Phillip Ejimadu

Personal information
- Full name: Phillip Chijoke Ejimadu
- Date of birth: August 31, 1999 (age 26)
- Place of birth: Minneapolis, Minnesota, United States
- Height: 6 ft 2 in (1.88 m)
- Position: Goalkeeper

Team information
- Current team: Kansas City Comets
- Number: 99

Youth career
- 2015–2018: Nacional-SP

Senior career*
- Years: Team / Apps / (Gls)
- 2019–2020: Los Angeles FC / 1 / (0)
- 2019: → FC Tucson (loan) / 15 / (0)
- 2020: → San Diego Loyal (loan) / 0 / (0)
- 2021: Las Vegas Lights / 0 / (0)
- 2022: Rochester NY / 1 / (0)
- 2023: Flower City Union / 1 / (0)
- 2023–: Kansas City Comets (indoor) / 55 / (0)

International career^{‡}
- 2018: United States U20 / 3 / (0)

= Phillip Ejimadu =

American soccer player

Phillip Chijoke Ejimadu (born August 31, 1999) is an American soccer player who plays as a goalkeeper for the Kansas City Comets in the Major Arena Soccer League.

== Career ==
=== Club ===
Ejimadu played in the youth academy of Nacional Atlético Clube in São Paulo, Brazil before returning to the United States to go pro. He signed with Major League Soccer outfit, Los Angeles FC on February 21, 2019. On March 29, 2019, Ejimadu went on a season-long loan to third-division, FC Tucson. The next day, Ejimadu made his professional debut for FC Tucson starting the entire match in a 3–1 victory at Orlando City B.

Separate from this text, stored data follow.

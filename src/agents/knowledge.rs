//! 医学知识 Agent：检索一般性健康知识并由后端组织成通俗回答（不含诊断与处方）

use std::sync::Arc;

use serde_json::{json, Value};

use crate::agents::{AgentContext, AgentOutput, AgentServices, SubRequest, Toolkit};
use crate::core::AgentError;
use crate::tools::KNOWLEDGE_LOOKUP;

pub struct MedicalKnowledgeAgent {
    services: Arc<AgentServices>,
}

impl MedicalKnowledgeAgent {
    pub fn new(services: Arc<AgentServices>) -> Self {
        Self { services }
    }

    pub fn services(&self) -> &AgentServices {
        &self.services
    }

    pub async fn run(
        &self,
        request: &SubRequest,
        ctx: &AgentContext,
        kit: &mut Toolkit<'_>,
    ) -> Result<AgentOutput, AgentError> {
        let found = kit
            .call_tool(KNOWLEDGE_LOOKUP, json!({ "question": request.text }))
            .await?;
        let references = found.get("references").cloned().unwrap_or_else(|| json!([]));
        let topics = found.get("topics").cloned().unwrap_or_else(|| json!([]));

        let prompt = format!(
            "Answer the question with general, evidence-based health information. \
             Never diagnose, prescribe, or give doses.\nQuestion: {}",
            request.text
        );
        let answer = kit
            .generate(
                &prompt,
                json!({
                    "agent": "medical_knowledge",
                    "question": request.text,
                    "topics": topics,
                    "references": references,
                    "recent_turns": ctx.recent_turns,
                }),
            )
            .await?;
        if answer.trim().is_empty() {
            return Err(AgentError::MalformedPayload("empty knowledge answer".into()));
        }

        Ok(AgentOutput::new(json!({
            "text": answer,
            "topics": topics,
            "references": references,
        })))
    }
}

/// 取 payload 中的 references 数组
pub(crate) fn references(payload: &Value) -> Vec<String> {
    payload
        .get("references")
        .and_then(|v| v.as_array())
        .map(|items| items.iter().filter_map(|i| i.as_str().map(String::from)).collect())
        .unwrap_or_default()
}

On September 23, 2020, Ejimadu moved on loan to USL Championship side San Diego Loyal.

On April 5, 2021, Ejimadu joined Las Vegas Lights FC ahead of the 2021 season.

On March 13, 2022, Ejimadu signed with MLS Next Pro side Rochester New York FC for the 2022 season.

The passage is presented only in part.